Mr White (23) will take up the Trinity College Clarendon Bursary later this month.
He will then become a member of the Oxford college, with his study supervised by a leading international chemistry researcher, Prof Paul Beer.
"It's really exciting to have the honour to go there," Mr White said.
It is understood he is the only Otago University student to have gained this chemistry-related scholarship to Oxford in at least the past 10 years.
His Oxford work will involve the design and synthesis of new molecules that could bind to or sense other molecules.
Such binding qualities could have huge environmental significance, potentially being used, for example, in extracting toxic contaminants from waterways and removing radioactive material from radioactive waste.
Mr White attended John McGlashan College and later completed a BSc (Hons) degree in chemistry at Otago in 2007, also winning two academic awards that year.

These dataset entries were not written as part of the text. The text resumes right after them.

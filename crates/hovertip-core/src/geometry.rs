#![forbid(unsafe_code)]

//! Geometric primitives.
//!
//! [`Rect`] is the unsigned, on-screen rectangle hosts hand out for anchors.
//! [`Bounds`] is the signed edge form used for measurement: an overlay placed
//! tentatively can hang past the left edge of the viewport, and the observer
//! must be able to see that.

/// A rectangle for layout bounds and hit testing.
///
/// Uses terminal coordinates (0-indexed, origin at top-left).
#[derive(Debug, Clone, Copy, PartialEq, Eq, Default)]
pub struct Rect {
    /// Left edge (inclusive).
    pub x: u16,
    /// Top edge (inclusive).
    pub y: u16,
    /// Width in cells.
    pub width: u16,
    /// Height in cells.
    pub height: u16,
}

impl Rect {
    /// Create a new rectangle.
    #[inline]
    pub const fn new(x: u16, y: u16, width: u16, height: u16) -> Self {
        Self {
            x,
            y,
            width,
            height,
        }
    }

    /// Right edge (exclusive).
    #[inline]
    pub const fn right(&self) -> u16 {
        self.x.saturating_add(self.width)
    }

    /// Bottom edge (exclusive).
    #[inline]
    pub const fn bottom(&self) -> u16 {
        self.y.saturating_add(self.height)
    }

    /// Check if the rectangle has zero area.
    #[inline]
    pub const fn is_empty(&self) -> bool {
        self.width == 0 || self.height == 0
    }

    /// Check if a point is inside the rectangle.
    #[inline]
    pub const fn contains(&self, x: u16, y: u16) -> bool {
        x >= self.x && x < self.right() && y >= self.y && y < self.bottom()
    }

    /// Create a new rectangle inside the current one with the given margin.
    pub fn inner(&self, margin: Sides) -> Rect {
        let x = self.x.saturating_add(margin.left);
        let y = self.y.saturating_add(margin.top);
        let width = self
            .width
            .saturating_sub(margin.left)
            .saturating_sub(margin.right);
        let height = self
            .height
            .saturating_sub(margin.top)
            .saturating_sub(margin.bottom);

        Rect {
            x,
            y,
            width,
            height,
        }
    }
}

/// Width and height in cells.
#[derive(Debug, Clone, Copy, PartialEq, Eq, Default, Hash)]
pub struct Size {
    pub width: u16,
    pub height: u16,
}

impl Size {
    /// Create a new size.
    #[inline]
    pub const fn new(width: u16, height: u16) -> Self {
        Self { width, height }
    }
}

/// Signed edge coordinates of a box, relative to the viewport origin.
///
/// `right` and `bottom` are exclusive, matching [`Rect`].
#[derive(Debug, Clone, Copy, PartialEq, Eq, Default, Hash)]
pub struct Bounds {
    pub top: i32,
    pub bottom: i32,
    pub left: i32,
    pub right: i32,
}

impl Bounds {
    /// Create bounds from an origin and a size.
    #[inline]
    pub const fn from_origin(left: i32, top: i32, size: Size) -> Self {
        Self {
            top,
            bottom: top + size.height as i32,
            left,
            right: left + size.width as i32,
        }
    }

    /// Width in cells; zero if the edges are inverted.
    #[inline]
    pub const fn width(&self) -> i32 {
        let w = self.right - self.left;
        if w < 0 { 0 } else { w }
    }

    /// Height in cells; zero if the edges are inverted.
    #[inline]
    pub const fn height(&self) -> i32 {
        let h = self.bottom - self.top;
        if h < 0 { 0 } else { h }
    }

    /// Check if the box has zero area.
    #[inline]
    pub const fn is_empty(&self) -> bool {
        self.width() == 0 || self.height() == 0
    }

    /// Portion of these bounds that is on screen, as a [`Rect`].
    ///
    /// Returns `None` when nothing of the box lies inside `viewport`.
    pub fn clip(&self, viewport: Size) -> Option<Rect> {
        let left = self.left.clamp(0, viewport.width as i32);
        let right = self.right.clamp(0, viewport.width as i32);
        let top = self.top.clamp(0, viewport.height as i32);
        let bottom = self.bottom.clamp(0, viewport.height as i32);
        if left < right && top < bottom {
            Some(Rect::new(
                left as u16,
                top as u16,
                (right - left) as u16,
                (bottom - top) as u16,
            ))
        } else {
            None
        }
    }
}

impl From<Rect> for Bounds {
    fn from(rect: Rect) -> Self {
        Self {
            top: rect.y as i32,
            bottom: rect.bottom() as i32,
            left: rect.x as i32,
            right: rect.right() as i32,
        }
    }
}

/// Sides for padding/margin.
#[derive(Debug, Clone, Copy, PartialEq, Eq, Default)]
pub struct Sides {
    pub top: u16,
    pub right: u16,
    pub bottom: u16,
    pub left: u16,
}

impl Sides {
    /// Create new sides with equal values.
    pub const fn all(val: u16) -> Self {
        Self {
            top: val,
            right: val,
            bottom: val,
            left: val,
        }
    }
}
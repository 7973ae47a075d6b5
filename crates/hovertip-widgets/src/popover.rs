//! Popover: the floating layer tooltips are drawn on.
//!
//! [`Popover`] turns an anchor rectangle plus a [`Placement`] into the box a
//! floating surface occupies. A placement is two independent axis choices,
//! each a *position* (which point of the anchor to attach to) and an
//! *alignment* (which edge of the popover sits on that point):
//!
//! ```text
//!   vertical_position = Bottom, vertical_alignment = Top
//!
//!        ┌────────┐
//!        │ anchor │
//!        └────────┘  ← anchor bottom
//!        ┌──────────────┐ ← popover top
//!        │   popover    │
//!        └──────────────┘
//! ```
//!
//! `Right`/`Left` on the horizontal axis places the popover beside the
//! anchor, `Center`/`Center` centres it on the anchor's midpoint.
//!
//! # Differences from a clamped dropdown
//!
//! - **No clamping**: the computed [`Bounds`] may extend past the viewport.
//!   Tooltips measure that overhang to decide how to flip; clipping happens
//!   only when the host paints ([`Bounds::clip`]).
//! - **Gap only on the facing side**: the gap separates popover and anchor
//!   when the popover sits outside the anchor along an axis, and is ignored
//!   for centred or overlapping alignments.
//!
//! # Example
//!
//! ```
//! use hovertip_core::geometry::{Rect, Size};
//! use hovertip_widgets::popover::{Placement, Popover};
//!
//! let anchor = Rect::new(10, 5, 20, 1);
//! let popover = Popover::new(anchor, Placement::BELOW).gap(1);
//! let bounds = popover.compute_bounds(Size::new(10, 3));
//! assert_eq!(bounds.top, 7); // anchor bottom (6) + gap
//! assert_eq!(bounds.left, 15); // centred on column 20
//! ```

#![forbid(unsafe_code)]

use hovertip_core::geometry::{Bounds, Rect, Sides, Size};

/// A point or edge along the horizontal axis.
#[derive(Debug, Clone, Copy, PartialEq, Eq, Hash, Default)]
pub enum Horizontal {
    Left,
    #[default]
    Center,
    Right,
}

/// A point or edge along the vertical axis.
#[derive(Debug, Clone, Copy, PartialEq, Eq, Hash, Default)]
pub enum Vertical {
    Top,
    #[default]
    Center,
    Bottom,
}

/// Where a popover goes relative to its anchor.
#[derive(Debug, Clone, Copy, PartialEq, Eq, Hash, Default)]
pub struct Placement {
    /// Point on the anchor's horizontal extent to attach to.
    pub horizontal_position: Horizontal,
    /// Popover edge placed on `horizontal_position`.
    pub horizontal_alignment: Horizontal,
    /// Point on the anchor's vertical extent to attach to.
    pub vertical_position: Vertical,
    /// Popover edge placed on `vertical_position`.
    pub vertical_alignment: Vertical,
}

impl Placement {
    /// Centred over the anchor on both axes.
    pub const CENTERED: Self = Self::new(
        Horizontal::Center,
        Horizontal::Center,
        Vertical::Center,
        Vertical::Center,
    );

    /// Below the anchor, horizontally centred.
    pub const BELOW: Self = Self::new(
        Horizontal::Center,
        Horizontal::Center,
        Vertical::Bottom,
        Vertical::Top,
    );

    /// Above the anchor, horizontally centred.
    pub const ABOVE: Self = Self::new(
        Horizontal::Center,
        Horizontal::Center,
        Vertical::Top,
        Vertical::Bottom,
    );

    /// Right of the anchor, vertically centred.
    pub const RIGHT: Self = Self::new(
        Horizontal::Right,
        Horizontal::Left,
        Vertical::Center,
        Vertical::Center,
    );

    /// Left of the anchor, vertically centred.
    pub const LEFT: Self = Self::new(
        Horizontal::Left,
        Horizontal::Right,
        Vertical::Center,
        Vertical::Center,
    );

    /// Create a placement from its four axis fields.
    pub const fn new(
        horizontal_position: Horizontal,
        horizontal_alignment: Horizontal,
        vertical_position: Vertical,
        vertical_alignment: Vertical,
    ) -> Self {
        Self {
            horizontal_position,
            horizontal_alignment,
            vertical_position,
            vertical_alignment,
        }
    }

    /// Whether the popover lies entirely below the anchor.
    #[must_use]
    pub const fn is_below(&self) -> bool {
        matches!(self.vertical_position, Vertical::Bottom)
            && matches!(self.vertical_alignment, Vertical::Top)
    }

    /// Whether the popover lies entirely above the anchor.
    #[must_use]
    pub const fn is_above(&self) -> bool {
        matches!(self.vertical_position, Vertical::Top)
            && matches!(self.vertical_alignment, Vertical::Bottom)
    }

    /// Whether the popover lies entirely right of the anchor.
    #[must_use]
    pub const fn is_right(&self) -> bool {
        matches!(self.horizontal_position, Horizontal::Right)
            && matches!(self.horizontal_alignment, Horizontal::Left)
    }

    /// Whether the popover lies entirely left of the anchor.
    #[must_use]
    pub const fn is_left(&self) -> bool {
        matches!(self.horizontal_position, Horizontal::Left)
            && matches!(self.horizontal_alignment, Horizontal::Right)
    }
}

/// Configuration for a popover surface.
#[derive(Debug, Clone)]
pub struct Popover {
    /// The anchor rectangle to position relative to.
    pub anchor: Rect,
    /// Where to put the popover.
    pub placement: Placement,
    /// Gap between anchor and popover (in cells).
    pub gap: u16,
    /// Whether to draw a border around the popover.
    pub bordered: bool,
}

impl Popover {
    /// Create a popover anchored to the given rectangle.
    pub fn new(anchor: Rect, placement: Placement) -> Self {
        Self {
            anchor,
            placement,
            gap: 0,
            bordered: false,
        }
    }

    /// Set the gap between anchor and popover.
    #[must_use]
    pub fn gap(mut self, gap: u16) -> Self {
        self.gap = gap;
        self
    }

    /// Enable or disable the border.
    #[must_use]
    pub fn with_border(mut self, bordered: bool) -> Self {
        self.bordered = bordered;
        self
    }

    /// Outer size for the given content size, border included.
    #[must_use]
    pub fn outer_size(&self, content: Size) -> Size {
        let border = if self.bordered { 2 } else { 0 };
        Size::new(
            content.width.saturating_add(border),
            content.height.saturating_add(border),
        )
    }

    /// Compute where the popover box lands for content of the given size.
    ///
    /// The result is not clamped to any viewport.
    #[must_use]
    pub fn compute_bounds(&self, content: Size) -> Bounds {
        let size = self.outer_size(content);
        let gap = self.gap as i32;
        let p = self.placement;

        let anchor_x = match p.horizontal_position {
            Horizontal::Left => self.anchor.x as i32,
            Horizontal::Center => self.anchor.x as i32 + self.anchor.width as i32 / 2,
            Horizontal::Right => self.anchor.right() as i32,
        };
        let mut left = match p.horizontal_alignment {
            Horizontal::Left => anchor_x,
            Horizontal::Center => anchor_x - size.width as i32 / 2,
            Horizontal::Right => anchor_x - size.width as i32,
        };
        if p.is_right() {
            left += gap;
        } else if p.is_left() {
            left -= gap;
        }

        let anchor_y = match p.vertical_position {
            Vertical::Top => self.anchor.y as i32,
            Vertical::Center => self.anchor.y as i32 + self.anchor.height as i32 / 2,
            Vertical::Bottom => self.anchor.bottom() as i32,
        };
        let mut top = match p.vertical_alignment {
            Vertical::Top => anchor_y,
            Vertical::Center => anchor_y - size.height as i32 / 2,
            Vertical::Bottom => anchor_y - size.height as i32,
        };
        if p.is_below() {
            top += gap;
        } else if p.is_above() {
            top -= gap;
        }

        Bounds::from_origin(left, top, size)
    }

    /// Area available to content inside the popover's box.
    ///
    /// Returns the on-screen part only; `None` if the popover is fully off
    /// screen or too small to hold content inside its border.
    #[must_use]
    pub fn content_area(&self, bounds: Bounds, viewport: Size) -> Option<Rect> {
        let area = bounds.clip(viewport)?;
        if !self.bordered {
            return Some(area);
        }
        let inner = area.inner(Sides::all(1));
        (!inner.is_empty()).then_some(inner)
    }
}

He worked as a research assistant in Prof Sally Brooker's research group in the Otago chemistry department last year.
Prof Brooker said he was a "highly talented and very productive researcher", with five research papers already published.
Dr Charles Tustin, the Otago University director of graduate research services, said that gaining the scholarship was a "fantastic" achievement, given its high value, prestige and rarity, and given it was overseas-administered.
• At least two other members of Mr White's seven-strong chemistry honours class of 2007 have also gained prestigious international scholarships, with Reed Roberts and Deirdre Cleland taking up Woolf Fisher scholarships at Cambridge University late last year.